• _What is needed_: Where does the string "PhaseStatus" appear in the records? Copy every line that contains it.

*** Opening of Input data ***

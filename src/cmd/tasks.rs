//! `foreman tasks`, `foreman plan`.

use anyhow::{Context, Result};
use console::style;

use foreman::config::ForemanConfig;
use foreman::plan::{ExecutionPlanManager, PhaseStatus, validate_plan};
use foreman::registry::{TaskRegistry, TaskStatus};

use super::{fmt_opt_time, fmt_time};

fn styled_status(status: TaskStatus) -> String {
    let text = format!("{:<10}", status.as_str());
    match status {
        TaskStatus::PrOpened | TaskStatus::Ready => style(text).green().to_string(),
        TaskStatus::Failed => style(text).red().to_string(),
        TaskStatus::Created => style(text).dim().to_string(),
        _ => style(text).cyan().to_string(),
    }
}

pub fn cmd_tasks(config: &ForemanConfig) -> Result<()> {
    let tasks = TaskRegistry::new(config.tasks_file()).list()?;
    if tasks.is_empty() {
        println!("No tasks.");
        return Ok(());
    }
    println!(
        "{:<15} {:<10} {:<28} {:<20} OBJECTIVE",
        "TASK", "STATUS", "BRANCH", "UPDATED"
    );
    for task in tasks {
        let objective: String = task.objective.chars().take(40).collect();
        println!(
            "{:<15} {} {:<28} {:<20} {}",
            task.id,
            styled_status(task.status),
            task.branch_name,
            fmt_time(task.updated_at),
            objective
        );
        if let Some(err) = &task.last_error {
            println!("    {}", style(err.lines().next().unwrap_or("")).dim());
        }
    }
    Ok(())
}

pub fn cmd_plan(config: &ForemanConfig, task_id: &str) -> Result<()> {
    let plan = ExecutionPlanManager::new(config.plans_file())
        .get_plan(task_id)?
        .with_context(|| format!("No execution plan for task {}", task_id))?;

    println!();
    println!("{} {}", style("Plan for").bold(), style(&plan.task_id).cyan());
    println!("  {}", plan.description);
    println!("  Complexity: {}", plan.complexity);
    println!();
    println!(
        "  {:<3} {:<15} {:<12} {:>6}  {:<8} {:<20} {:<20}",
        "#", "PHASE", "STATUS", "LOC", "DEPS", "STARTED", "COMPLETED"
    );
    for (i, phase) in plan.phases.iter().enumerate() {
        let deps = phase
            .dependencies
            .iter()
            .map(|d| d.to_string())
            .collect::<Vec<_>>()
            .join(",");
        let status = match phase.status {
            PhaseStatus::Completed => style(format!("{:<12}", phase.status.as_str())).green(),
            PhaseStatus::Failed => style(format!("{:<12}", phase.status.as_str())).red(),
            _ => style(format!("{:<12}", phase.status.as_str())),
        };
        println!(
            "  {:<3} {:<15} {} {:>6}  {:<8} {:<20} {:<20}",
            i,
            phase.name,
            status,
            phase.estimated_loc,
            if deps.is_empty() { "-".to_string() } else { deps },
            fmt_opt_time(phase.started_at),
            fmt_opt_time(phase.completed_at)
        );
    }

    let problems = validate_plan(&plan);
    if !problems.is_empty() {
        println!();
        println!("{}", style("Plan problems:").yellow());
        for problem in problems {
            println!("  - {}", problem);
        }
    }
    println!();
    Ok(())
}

*** Close of Input data ***

• _Answer box_:
use foreman::plan::{ExecutionPlanManager, PhaseStatus, validate_plan};
            PhaseStatus::Completed => style(format!("{:<12}", phase.status.as_str())).green(),
            PhaseStatus::Failed => style(format!("{:<12}", phase.status.as_str())).red(),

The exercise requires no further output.